Diffusion Bridge Models for 3D Medical Image Translation

TL;DR

This work introduces diffusion bridge models to translate 3D brain images between T1-weighted MRI and diffusion tensor imaging FA maps, addressing the practical burden of DTI acquisition. The approach explicitly models the conditional distribution through a bridge process, using a 3D ADM UNet within a diffusion framework and training with a denoising objective. Extensive experiments on ADNI-derived data demonstrate high perceptual fidelity (MS-SSIM), strong pixel-level agreement (PSNR), and distributional similarity (MMD) between real and synthetic DTI FA images, with downstream tasks (sex and AD classification) showing competitive performance when using synthetic data. The method offers a promising pathway for data augmentation and cross-modality neuroimaging analyses, with potential clinical impact, while acknowledging limitations related to dataset size and diversity and suggesting avenues for extending to full diffusion tensors and higher-resolution translations.

Abstract

Diffusion tensor imaging (DTI) provides crucial insights into the microstructure of the human brain, but it can be time-consuming to acquire compared to more readily available T1-weighted (T1w) magnetic resonance imaging (MRI). To address this challenge, we propose a diffusion bridge model for 3D brain image translation between T1w MRI and DTI modalities. Our model learns to generate high-quality DTI fractional anisotropy (FA) images from T1w images and vice versa, enabling cross-modality data augmentation and reducing the need for extensive DTI acquisition.

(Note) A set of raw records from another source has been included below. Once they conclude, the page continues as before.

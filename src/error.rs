//! Application error type and its HTTP mapping.
//!
//! Every failure a client can observe collapses into one of three kinds.
//! The response body is always `{ "error": "<message>" }`; store details are
//! logged and never returned.

use axum::{
    Json,
    extract::rejection::JsonRejection,
    http::StatusCode,
    response::{IntoResponse, Response},
};
use serde::Serialize;

/// Message returned for any rejected shorten request.
pub const INVALID_URL_MESSAGE: &str = "Please provide a valid URL.";

/// Message returned for an unknown slug.
pub const NOT_FOUND_MESSAGE: &str = "URL not found.";

/// Generic message for store failures.
pub const SERVER_ERROR_MESSAGE: &str = "Server error.";

#[derive(Serialize)]
struct ErrorBody {
    error: String,
}

#[derive(Debug, thiserror::Error)]
pub enum AppError {
    #[error("{0}")]
    Validation(String),

    #[error("{0}")]
    NotFound(String),

    #[error("{0}")]
    Internal(String),
}

impl AppError {
    pub fn bad_request(message: impl Into<String>) -> Self {
        Self::Validation(message.into())
    }

    pub fn not_found(message: impl Into<String>) -> Self {
        Self::NotFound(message.into())
    }

    pub fn internal(message: impl Into<String>) -> Self {
        Self::Internal(message.into())
    }

    /// Replaces the client-facing message of an internal error, leaving
    /// validation and not-found errors untouched.
    pub fn with_internal_message(self, message: impl Into<String>) -> Self {
        match self {
            Self::Internal(_) => Self::Internal(message.into()),
            other => other,
        }
    }

    pub fn status_code(&self) -> StatusCode {
        match self {
            Self::Validation(_) => StatusCode::BAD_REQUEST,
            Self::NotFound(_) => StatusCode::NOT_FOUND,
            Self::Internal(_) => StatusCode::INTERNAL_SERVER_ERROR,
        }
    }
}

impl IntoResponse for AppError {
    fn into_response(self) -> Response {
        let status = self.status_code();
        let body = ErrorBody {
            error: self.to_string(),
        };

        (status, Json(body)).into_response()
    }
}

impl From<sqlx::Error> for AppError {
    fn from(e: sqlx::Error) -> Self {
        tracing::error!(error = %e, "Mapping store error");
        AppError::internal(SERVER_ERROR_MESSAGE)
    }
}

impl From<validator::ValidationErrors> for AppError {
    fn from(e: validator::ValidationErrors) -> Self {
        tracing::debug!(errors = %e, "Request validation failed");
        AppError::bad_request(INVALID_URL_MESSAGE)
    }
}

impl From<JsonRejection> for AppError {
    fn from(e: JsonRejection) -> Self {
        tracing::debug!(rejection = %e.body_text(), "Malformed request body");
        AppError::bad_request(INVALID_URL_MESSAGE)
    }
}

We evaluate our approach using perceptual similarity, pixel-level agreement, and distributional consistency metrics, demonstrating strong performance in capturing anatomical structures and preserving information on white matter integrity. The practical utility of the synthetic data is validated through sex classification and Alzheimer's disease classification tasks, where the generated images achieve comparable performance to real data. Our diffusion bridge model offers a promising solution for improving neuroimaging datasets and supporting clinical decision-making, with the potential to significantly impact neuroimaging research and clinical practice.

Paper Structure

This paper contains 22 sections, 10 equations, 4 figures, 3 tables, 1 algorithm.

Figures (4)

  • Figure 1: Overall framework of diffusion bridge models for 3D medical image translation.
  • Figure 2: Image translation from T1 to FA with 3 subjects. The table presents four types of images for three different subjects: true T1 images, synthetic FA images, and true FA images. To illustrate the approach, we include example images from participants representing three groups: healthy elderly controls, individuals with mild cognitive impairment (MCI), and those with Alzheimer's disease (dementia).
  • Figure 3: 2D MS-SSIM between real and synthetic FA images across different views. $\mu$ represents the mean of MS-SSIM across all slices. The MS-SSIM value for each slice is computed as the mean across 167 subjects in the test dataset. The synthetic FA images are generated by the same pretrained diffusion bridge model with different samplers: ODE sampler ($\eta = 0$), SDE sampler ($\eta = 1.0$).
  • Figure 4: 3D MS-SSIM, PSNR and MMD evaluation between real and synthetic FA images across $167$ subjects. The synthetic FA images are generated by the same pretrained diffusion bridge model with different samplers: ODE sampler ($\eta = 0$), SDE sampler ($\eta = 1.0$).